A tragédia que tirou a vida de Eduardo Campos explodiu na política
brasileira em vários sentidos. Mas também em nossa cabeça ao pulsar
zonas involuntariamente congeladas onde hiberna a pedagogia que existe
na dor.
O imponderável da história cobra penitência do menosprezo nessas horas.
Dimensão desdenhada pela atribulação e/ou a soberba , as rupturas
pessoais ou coletivas imprimem transparência curta, mas vertiginosa, à
impostura das miudezas que se avocam em pétreas balizas do presente e
do futuro, até emergir o rosto da catástrofe.
A finitude humana precisa ser abstraída para permitir sentido à
existência social, retruca o instinto de sobrevivência. Nesse desvão o
capitalismo naturaliza e arrancha as leis de mercado nas formas de
viver e de produzir, anestesiando a alma e o cotidiano da sociedade.

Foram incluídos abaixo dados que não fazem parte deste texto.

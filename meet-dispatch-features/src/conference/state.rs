use meet_dispatch::SliceKey;

use super::handle::ConferenceHandle;
use crate::error::ConferenceError;

pub const CONFERENCE: SliceKey<ConferenceState> = SliceKey::new("features/base/conference");

/// How the room of the current conference is locked
#[derive(Debug, Clone, Copy, PartialEq, Eq)]
pub enum LockState {
    /// The local participant set the password
    LockedLocally,
    /// Somebody else set it; we learned it by being challenged
    LockedRemotely,
}

/// Receive-video resolution restraint
#[derive(Debug, Clone, Copy, PartialEq, Eq, PartialOrd, Ord)]
pub enum VideoQuality {
    Low,
    Standard,
    High,
}

impl VideoQuality {
    /// Frame height in pixels
    pub fn height(self) -> u32 {
        match self {
            Self::Low => 180,
            Self::Standard => 360,
            Self::High => 720,
        }
    }
}

#[derive(Debug, Clone, Copy, PartialEq, Eq, Default)]
pub struct StartMutedPolicy {
    pub audio: bool,
    pub video: bool,
}

/// State of the `features/base/conference` slice.
///
/// At most one of `joining`, `conference` and `leaving` refers to the session
/// the app is working with; `locked` and `password` never outlive the
/// session they belong to.
#[derive(Debug, Clone, PartialEq, Default)]
pub struct ConferenceState {
    pub joining: Option<ConferenceHandle>,
    pub conference: Option<ConferenceHandle>,
    pub leaving: Option<ConferenceHandle>,
    pub auth_required: Option<ConferenceHandle>,
    pub password_required: Option<ConferenceHandle>,
    pub locked: Option<LockState>,
    pub password: Option<String>,
    pub room: Option<String>,
    pub error: Option<ConferenceError>,
    pub audio_only: bool,
    pub p2p: Option<bool>,
    pub follow_me_enabled: bool,
    pub desktop_sharing_enabled: Option<bool>,
    pub sip_gateway_enabled: Option<bool>,
    pub receive_video_quality: Option<VideoQuality>,
    pub start_muted_policy: Option<StartMutedPolicy>,
}

impl ConferenceState {
    /// The conference being joined or already joined
    pub fn current(&self) -> Option<&ConferenceHandle> {
        self.conference.as_ref().or(self.joining.as_ref())
    }

    /// Every session handle the slice still refers to
    pub fn handles(&self) -> impl Iterator<Item = &ConferenceHandle> {
        [
            &self.joining,
            &self.conference,
            &self.leaving,
            &self.auth_required,
            &self.password_required,
        ]
        .into_iter()
        .flatten()
    }

    /// Whether any handle in the slice was created for `url`
    pub fn tracks_url(&self, url: &str) -> bool {
        self.handles().any(|handle| handle.url() == url)
    }
}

Permuta-se angústia existencial por compulsão comercial.
Consumir para existir.
E vice-versa.
A circularidade é autossustentável.
Não é a consciência que determina a vida; a vida determina a
consciência. E nela o limite do cartão de crédito é mais sagrado que o
tesouro fátuo da existência.
Diante da natureza humana intrinsecamente cultural o capitalismo não
se contenta com menos do que ser a respiração dessa segunda pele.
Libertá-la da servidão seria o papel da política, entendida como ponto
de fusão entre a filosofia e a economia, entre a luta pela
sobrevivência e a realização do potencial humano.
Para ser ruptura sem ser tragédia a política deve escancarar nas
mercadorias que nos cercam as relações econômicas que nos aprisionam.
Nessa condição se torna a consciência histórica da existência social
para identificar na ‘forma fantasmagórica de uma relação entre coisas’
aquilo que, na verdade, é uma relação social determinada entre os
homens.
Ou seja, os produtos do engenho humano não tem ‘vontade própria’, os
mercados não são racionais e os seres humanos não são objetos a serem
explorados uns pelos outros.
Romper o lacre do fetiche que nos circunda e subjuga: essa é a emancipação que se espera da política.
O impacto desse 13 de agosto na política brasileira ajuda a enxergar,
nas breves horas que correm, o abastardamento dessa dimensão libertadora
que ela deveria ter.
Em primeiro lugar, avulta a sofreguidão dos que buscam uma tapagem.
Qual? Qualquer uma desde que conjure o risco, por modesto que seja, de
um passo miúdo em direção oposta à hegemonia ‘da coisa’ humanizada
sobre os ‘sujeitos’ coisificados .
O mercado desabou quando soaram as primeiras informações sobre o desastre aéreo ocorrido manhã de 4ª feira em Santos.
Não porque o ex-governador Eduardo Campos estivesse entre os mortos. Mercados não choram.
Mas pelo temor de que Marina Silva não se incluísse mais entre os vivos.
Subiu, em seguida, quando se confirmou que a ex-ministra teria viajado em outro avião, de carreira.
Não porque o mercado alimente em relação a ela simpatias ideológicas ou
empatias pessoais. O valor da natureza para o mercado é aquele atingido
pelas commodities em Chicago.
Na nervosa preocupação manifestada com a sorte de Marina pulsava na
verdade a grande confissão escancarada pela tragédia desta 4ª feira:
ninguém acredita mais em Aécio no mercado.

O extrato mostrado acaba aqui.